Angelovski claims Perovic violated the law, saying she gave a Serbian software company, Prozone, access to thousands of state officials’ personal data.
“To this day, we do not know where that personal data ended up and who, apart from the employees of the Prozone company, had access to that data. Data copy can be misused and shared with an unlimited number of unknown persons, which is very likely to happen given the increase in cybercrime in the world,” Angelovski told the media.
The Anti-corruption Agency signed a contract with Prozone in February 2019. The software developing company from Novi Sad, Serbia, offered to provide the agency with software for processing public officials’ assets data and maintaining its webpage. The agency offered the company a total 250,000 euros for this.
But last December the watchdog MANS accused the Anti-corruption Agency of violating procedures. It said this was because permission was not given by the Agency for the Protection of Personal Data and Free Access to Information before the signing of the contract.
Under Montenegro’s Personal Data Protection Law, processed personal data can be exported to another country or provided for use by an international organization only with the permission of the Agency for the Protection of Personal Data. Foreign companies or organizations must also apply adequate personal data protection measures.
All Montenegrin officials are obliged to periodically submit reports to this agency about their property, incomes, bank debts and their family members’ property. After processing by the agency, those data are published on its web page.
Last September, the Agency for the Protection of Personal Data banned further data processing by Prozone company, saying the Anti-corruption Agency had violated the law.
“Access to personal data on the application is exclusively for Anti-corruption Agency and, according to the contract, Prozone is obliged not to disclose any information related to this data to the public until the expiration or termination of the contract, and for the next ten years,” the Agency for the Protection of Personal Data said in its report.
In December 2022, Perovic said the first contract with the Serbian company was signed by the Anti-corruption Agency’s then head, Dragan Radonjic, at the suggestion of the Justice Ministry.

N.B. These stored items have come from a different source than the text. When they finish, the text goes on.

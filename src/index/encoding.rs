//! Text-codec handling and encoding detection.
//!
//! A codec is a copyable handle the parser can interrogate for byte-level
//! facts (code-unit width, line-feed lane). Detection is BOM-first with a
//! statistical fallback and runs once per indexing pass, on the first block:
//! re-guessing mid-file would invalidate earlier length measurements.

use chardetng::EncodingDetector;
use encoding_rs::{Encoding, UTF_8, UTF_16BE, UTF_16LE};

/// Identifies the text encoding used to interpret the indexed file.
///
/// `encoding_rs` does not model UTF-32, but BOM sniffing has to, so the
/// UTF-32 flavors are explicit variants next to the shared registry.
#[derive(Debug, Clone, Copy, PartialEq, Eq)]
pub enum TextCodec {
    /// Any encoding modeled by `encoding_rs` (UTF-8, UTF-16, legacy 8-bit).
    Named(&'static Encoding),
    Utf32Le,
    Utf32Be,
}

impl TextCodec {
    pub const UTF_8: TextCodec = TextCodec::Named(&encoding_rs::UTF_8_INIT);
    pub const UTF_16LE: TextCodec = TextCodec::Named(&encoding_rs::UTF_16LE_INIT);
    pub const UTF_16BE: TextCodec = TextCodec::Named(&encoding_rs::UTF_16BE_INIT);

    /// Look up a codec by label, e.g. `"utf-8"` or `"windows-1252"`.
    ///
    /// This is the process-wide encoding registry; it is read-only.
    #[must_use]
    pub fn for_label(label: &str) -> Option<TextCodec> {
        match label.to_ascii_lowercase().as_str() {
            "utf-32" | "utf-32le" | "utf32" | "utf32le" => Some(TextCodec::Utf32Le),
            "utf-32be" | "utf32be" => Some(TextCodec::Utf32Be),
            _ => Encoding::for_label(label.as_bytes()).map(TextCodec::Named),
        }
    }

    #[must_use]
    pub fn name(self) -> &'static str {
        match self {
            TextCodec::Named(encoding) => encoding.name(),
            TextCodec::Utf32Le => "UTF-32LE",
            TextCodec::Utf32Be => "UTF-32BE",
        }
    }

    /// Byte-level parameters the block parser scans with.
    #[must_use]
    pub fn parameters(self) -> EncodingParameters {
        match self {
            TextCodec::Named(encoding) => {
                if encoding == UTF_16LE {
                    EncodingParameters::new(2, 0, 0)
                } else if encoding == UTF_16BE {
                    EncodingParameters::new(2, 1, 0)
                } else if encoding == UTF_8 {
                    EncodingParameters::new(1, 0, 0xC0)
                } else {
                    // Legacy single- and multi-byte encodings: 0x0A never
                    // appears inside a multi-byte sequence, so byte-wise
                    // scanning and counting are safe.
                    EncodingParameters::new(1, 0, 0)
                }
            }
            TextCodec::Utf32Le => EncodingParameters::new(4, 0, 0),
            TextCodec::Utf32Be => EncodingParameters::new(4, 3, 0),
        }
    }
}

/// Byte-level facts about a codec, derived once per indexing pass.
#[derive(Debug, Clone, Copy, PartialEq, Eq)]
pub struct EncodingParameters {
    /// Bytes per code unit.
    pub code_unit_width: usize,
    /// Byte lane of `0x0A` within an encoded line feed.
    pub line_feed_index: usize,
    /// Mask extracting the UTF-8 continuation marker, zero for other codecs.
    pub continuation_mask: u8,
}

impl EncodingParameters {
    fn new(code_unit_width: usize, line_feed_index: usize, continuation_mask: u8) -> Self {
        Self {
            code_unit_width,
            line_feed_index,
            continuation_mask,
        }
    }

    /// Whether `byte` continues a multi-byte sequence instead of starting a
    /// code point. Always false for codecs without a continuation marker.
    #[must_use]
    pub fn is_continuation(self, byte: u8) -> bool {
        byte & self.continuation_mask == 0x80
    }

    /// Whether the unit is big-endian; meaningful for widths above one.
    #[must_use]
    pub(crate) fn is_big_endian(self) -> bool {
        self.line_feed_index != 0
    }
}

/// Guess the codec of a file from its first block.
///
/// BOMs win, a byte-lane probe catches BOM-less UTF-16, valid UTF-8 is
/// taken at face value, and everything else goes to the statistical
/// detector. Falls back to UTF-8 for empty input.
#[must_use]
pub fn detect_encoding(block: &[u8]) -> TextCodec {
    if let Some(codec) = bom_codec(block) {
        return codec;
    }
    if let Some(codec) = bomless_utf16(block) {
        return codec;
    }
    if block.is_empty() || looks_utf8(block) {
        return TextCodec::UTF_8;
    }
    let mut detector = EncodingDetector::new();
    detector.feed(block, true);
    TextCodec::Named(detector.guess(None, true))
}

fn bom_codec(block: &[u8]) -> Option<TextCodec> {
    // UTF-32 first: the UTF-16LE BOM is a prefix of the UTF-32LE BOM.
    if block.starts_with(&[0xFF, 0xFE, 0x00, 0x00]) {
        return Some(TextCodec::Utf32Le);
    }
    if block.starts_with(&[0x00, 0x00, 0xFE, 0xFF]) {
        return Some(TextCodec::Utf32Be);
    }
    Encoding::for_bom(block).map(|(encoding, _)| TextCodec::Named(encoding))
}

/// ASCII-heavy UTF-16 zeroes one byte lane almost completely; no textual
/// 8-bit encoding does.
fn bomless_utf16(block: &[u8]) -> Option<TextCodec> {
    if block.len() < 4 {
        return None;
    }

    let mut even_zeros = 0usize;
    let mut odd_zeros = 0usize;
    for (i, byte) in block.iter().enumerate() {
        if *byte == 0 {
            if i % 2 == 0 {
                even_zeros += 1;
            } else {
                odd_zeros += 1;
            }
        }
    }

    let lane = block.len() / 2;
    if odd_zeros * 2 > lane && even_zeros * 16 < lane {
        return Some(TextCodec::Named(UTF_16LE));
    }
    if even_zeros * 2 > lane && odd_zeros * 16 < lane {
        return Some(TextCodec::Named(UTF_16BE));
    }
    None
}

/// Valid UTF-8, tolerating one truncated sequence at the end of the block.
fn looks_utf8(block: &[u8]) -> bool {
    match std::str::from_utf8(block) {
        Ok(_) => true,
        Err(err) => err.error_len().is_none() && block.len() - err.valid_up_to() < 4,
    }
}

“Later, we made a contract annex, according to which Prozone has access only to the test base, which does not contain personal data,” Perovic said.
In February 2022, Montenegro’s government confirmed that it will pay compensation of 300 euros each, a total of 816,000 euros, to people on a list ordered to self-isolate during 2020, whose names were then published. According to government data, 2,720 persons filed lawsuits against the state for publishing their names on lists of people ordered to self-isolate.